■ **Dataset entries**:
# # # # # # #

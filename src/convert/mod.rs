//! Whole-job conversion: parse a source, render it to the selected
//! output format, and optionally write the text file plus its image
//! directory to disk.

use std::path::Path;
use std::sync::Arc;

use crate::error::Result;
use crate::model::{Block, Metadata, Resource, SlideDeck};
use crate::parser::{DeckParser, DeckSource, HostAutomation, ParseOptions};
use crate::raster::CascadeOptions;
use crate::render::{self, RenderOptions};

/// Output format for conversion.
#[derive(Debug, Clone, Copy, Default, PartialEq, Eq)]
pub enum OutputFormat {
    /// Markdown (default)
    #[default]
    Markdown,
    /// TiddlyWiki wikitext
    Wiki,
    /// Madoko Markdown
    Madoko,
    /// Quarto revealjs presentation
    Quarto,
}

impl OutputFormat {
    /// Conventional file extension for the format.
    pub fn extension(&self) -> &'static str {
        match self {
            OutputFormat::Markdown => "md",
            OutputFormat::Wiki => "tid",
            OutputFormat::Madoko => "mdk",
            OutputFormat::Quarto => "qmd",
        }
    }
}

/// Options for a whole conversion job.
#[derive(Debug, Clone, Default)]
pub struct ConvertOptions {
    /// Parsing options
    pub parse: ParseOptions,

    /// Rendering options
    pub render: RenderOptions,

    /// Image cascade options
    pub cascade: CascadeOptions,

    /// Target output format
    pub format: OutputFormat,
}

impl ConvertOptions {
    /// Create new conversion options.
    pub fn new() -> Self {
        Self::default()
    }

    /// Set parsing options.
    pub fn with_parse_options(mut self, parse: ParseOptions) -> Self {
        self.parse = parse;
        self
    }

    /// Set rendering options.
    pub fn with_render_options(mut self, render: RenderOptions) -> Self {
        self.render = render;
        self
    }

    /// Set cascade options.
    pub fn with_cascade_options(mut self, cascade: CascadeOptions) -> Self {
        self.cascade = cascade;
        self
    }

    /// Set the output format.
    pub fn with_format(mut self, format: OutputFormat) -> Self {
        self.format = format;
        self
    }
}

/// Result of a conversion job.
#[derive(Debug, Clone)]
pub struct ConvertResult {
    /// Rendered text content
    pub content: String,

    /// Source document metadata
    pub metadata: Metadata,

    /// Extracted image resources
    pub resources: Vec<Resource>,

    /// Extraction statistics
    pub stats: ExtractionStats,
}

impl ConvertResult {
    /// Content length in bytes.
    pub fn content_len(&self) -> usize {
        self.content.len()
    }

    /// Write the text file and its image directory.
    ///
    /// Images land in `image_dir` when given, else in `img/` next to
    /// the output file, written in extraction order.
    pub fn write_to_disk(&self, output_path: &Path, image_dir: Option<&Path>) -> Result<()> {
        if let Some(parent) = output_path.parent() {
            if !parent.as_os_str().is_empty() {
                std::fs::create_dir_all(parent)?;
            }
        }
        std::fs::write(output_path, &self.content)?;

        if self.resources.is_empty() {
            return Ok(());
        }

        let dir = match image_dir {
            Some(dir) => dir.to_path_buf(),
            None => output_path
                .parent()
                .unwrap_or_else(|| Path::new("."))
                .join("img"),
        };
        std::fs::create_dir_all(&dir)?;
        for resource in &self.resources {
            std::fs::write(dir.join(&resource.file_name), &resource.bytes)?;
        }
        Ok(())
    }
}

/// Counts of what the conversion extracted.
#[derive(Debug, Clone, Copy, Default, PartialEq, Eq)]
pub struct ExtractionStats {
    pub slide_count: usize,
    pub heading_count: usize,
    pub paragraph_count: usize,
    pub list_item_count: usize,
    pub table_count: usize,
    pub image_count: usize,
    pub embedded_count: usize,
}

impl ExtractionStats {
    /// Walk a deck and tally its blocks, nested content included.
    pub fn collect(deck: &SlideDeck) -> Self {
        let mut stats = Self {
            slide_count: deck.slides.len(),
            ..Default::default()
        };
        for slide in &deck.slides {
            stats.tally(&slide.blocks);
        }
        stats
    }

    fn tally(&mut self, blocks: &[Block]) {
        for block in blocks {
            match block {
                Block::Heading { .. } => self.heading_count += 1,
                Block::Paragraph { .. } => self.paragraph_count += 1,
                Block::ListItem { .. } => self.list_item_count += 1,
                Block::Table { .. } => self.table_count += 1,
                Block::Image { .. } => self.image_count += 1,
                Block::Embedded(reference) => {
                    self.embedded_count += 1;
                    for slide in &reference.slides {
                        self.tally(&slide.blocks);
                    }
                }
            }
        }
    }
}

/// Convert a source document in one call.
pub fn convert(source: &dyn DeckSource, options: &ConvertOptions) -> Result<ConvertResult> {
    let parser = DeckParser::new(options.parse.clone(), options.cascade.clone());
    render_deck(parser.parse(source)?, options)
}

/// Convert with an attached host application for the legacy route,
/// interactive embedded extraction, and the final cascade strategy.
pub fn convert_with_host(
    source: &dyn DeckSource,
    host: Arc<dyn HostAutomation>,
    options: &ConvertOptions,
) -> Result<ConvertResult> {
    let parser = DeckParser::with_host(options.parse.clone(), options.cascade.clone(), host);
    render_deck(parser.parse(source)?, options)
}

fn render_deck(deck: SlideDeck, options: &ConvertOptions) -> Result<ConvertResult> {
    let content = match options.format {
        OutputFormat::Markdown => render::to_markdown(&deck, &options.render)?,
        OutputFormat::Wiki => render::to_wiki(&deck, &options.render)?,
        OutputFormat::Madoko => render::to_madoko(&deck, &options.render)?,
        OutputFormat::Quarto => render::to_quarto(&deck, &options.render)?,
    };
    let stats = ExtractionStats::collect(&deck);
    Ok(ConvertResult {
        content,
        metadata: deck.metadata,
        resources: deck.resources,
        stats,
    })
}
//! Markdown syntax rules.

use once_cell::sync::Lazy;
use regex::Regex;

use super::emitter::Syntax;
use super::options::TableHeaderMode;
use super::{quote_path, rgb_to_hex};

static ESC_MARKUP: Lazy<Regex> = Lazy::new(|| Regex::new(r"([\\*`!_{}\[\]()#+.-])").unwrap());
static ESC_TAG: Lazy<Regex> = Lazy::new(|| Regex::new(r"<[^>]+>").unwrap());

/// Escape characters that would read as Markdown or HTML markup.
pub(crate) fn escape_markdown(text: &str) -> String {
    let text = ESC_MARKUP.replace_all(text, r"\$1");
    ESC_TAG.replace_all(&text, r"\$0").into_owned()
}

/// Pipe-table rendering shared by the Markdown-family syntaxes.
pub(crate) fn markdown_table(out: &mut String, rows: &[Vec<String>], header_mode: TableHeaderMode) {
    let col_count = rows[0].len();
    if col_count == 0 {
        return;
    }
    let row_line = |row: &[String]| format!("| {} |", row.join(" | "));
    let rule: Vec<String> = vec![":-:".to_string(); col_count];

    match header_mode {
        TableHeaderMode::FirstRow => {
            out.push_str(&row_line(&rows[0]));
            out.push('\n');
            out.push_str(&row_line(&rule));
            out.push('\n');
            for row in &rows[1..] {
                out.push_str(&row_line(row));
                out.push('\n');
            }
        }
        TableHeaderMode::Empty => {
            let empty: Vec<String> = vec![String::new(); col_count];
            out.push_str(&row_line(&empty));
            out.push('\n');
            out.push_str(&row_line(&rule));
            out.push('\n');
            for row in rows {
                out.push_str(&row_line(row));
                out.push('\n');
            }
        }
    }
    out.push('\n');
}

/// Markdown (default output format).
pub(crate) struct MarkdownSyntax;

impl Syntax for MarkdownSyntax {
    fn heading(&self, out: &mut String, level: u8, text: &str) {
        out.push_str(&"#".repeat(level as usize));
        out.push(' ');
        out.push_str(text);
        out.push_str("\n\n");
    }

    fn list_item(&self, out: &mut String, level: u8, text: &str, number: Option<u32>) {
        let indent = "  ".repeat(level as usize);
        match number {
            Some(n) => out.push_str(&format!("{}{}. {}\n", indent, n, text.trim())),
            None => out.push_str(&format!("{}* {}\n", indent, text.trim())),
        }
    }

    fn paragraph(&self, out: &mut String, text: &str) {
        out.push_str(text);
        out.push_str("\n\n");
    }

    fn image(&self, out: &mut String, path: &str, max_width: Option<u32>) {
        match max_width {
            None => out.push_str(&format!("![]({})\n\n", quote_path(path))),
            Some(w) => out.push_str(&format!(
                "<img src=\"{}\" style=\"max-width:{}px;\" />\n\n",
                path, w
            )),
        }
    }

    fn table(&self, out: &mut String, rows: &[Vec<String>], header_mode: TableHeaderMode) {
        markdown_table(out, rows, header_mode);
    }

    fn escape(&self, text: &str) -> String {
        escape_markdown(text)
    }

    fn accent(&self, text: &str) -> String {
        format!(" _{}_ ", text)
    }

    fn strong(&self, text: &str) -> String {
        format!(" __{}__ ", text)
    }

    fn colored(&self, text: &str, rgb: [u8; 3]) -> String {
        format!(" <span style=\"color:{}\">{}</span> ", rgb_to_hex(rgb), text)
    }

    fn hyperlink(&self, text: &str, url: &str) -> String {
        format!("[{}]({})", text, url)
    }
}

#[cfg(test)]
mod tests {
    use super::*;

    #[test]
    fn test_escape_markdown() {
        assert_eq!(escape_markdown("a * b"), "a \\* b");
        assert_eq!(escape_markdown("[link]"), "\\[link\\]");
        assert_eq!(escape_markdown("<b>x</b>"), "\\<b>x\\</b>");
    }

    #[test]
    fn test_heading_syntax() {
        let mut out = String::new();
        MarkdownSyntax.heading(&mut out, 2, "Section");
        assert_eq!(out, "## Section\n\n");
    }

    #[test]
    fn test_list_item_syntax() {
        let mut out = String::new();
        MarkdownSyntax.list_item(&mut out, 1, "item", None);
        MarkdownSyntax.list_item(&mut out, 0, "third", Some(3));
        assert_eq!(out, "  * item\n3. third\n");
    }

    #[test]
    fn test_table_first_row_header() {
        let rows = vec![
            vec!["a".to_string(), "b".to_string()],
            vec!["1".to_string(), "2".to_string()],
        ];
        let mut out = String::new();
        MarkdownSyntax.table(&mut out, &rows, TableHeaderMode::FirstRow);
        assert_eq!(out, "| a | b |\n| :-: | :-: |\n| 1 | 2 |\n\n");
    }

    #[test]
    fn test_table_empty_header() {
        let rows = vec![vec!["1".to_string(), "2".to_string()]];
        let mut out = String::new();
        MarkdownSyntax.table(&mut out, &rows, TableHeaderMode::Empty);
        assert_eq!(out, "|  |  |\n| :-: | :-: |\n| 1 | 2 |\n\n");
    }
}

# # # # # # #

■ **TASK ITEM**: Going back to the entries above, set down exactly the lines that begin at the one with "pub enum OutputFormat" and end at the one with "whole conversion job.", both included, and nothing else.

■ **RESPONSE TO THE TASK**:
pub enum OutputFormat {
    /// Markdown (default)
    #[default]
    Markdown,
    /// TiddlyWiki wikitext
    Wiki,
    /// Madoko Markdown
    Madoko,
    /// Quarto revealjs presentation
    Quarto,
}

impl OutputFormat {
    /// Conventional file extension for the format.
    pub fn extension(&self) -> &'static str {
        match self {
            OutputFormat::Markdown => "md",
            OutputFormat::Wiki => "tid",
            OutputFormat::Madoko => "mdk",
            OutputFormat::Quarto => "qmd",
        }
    }
}

/// Options for a whole conversion job.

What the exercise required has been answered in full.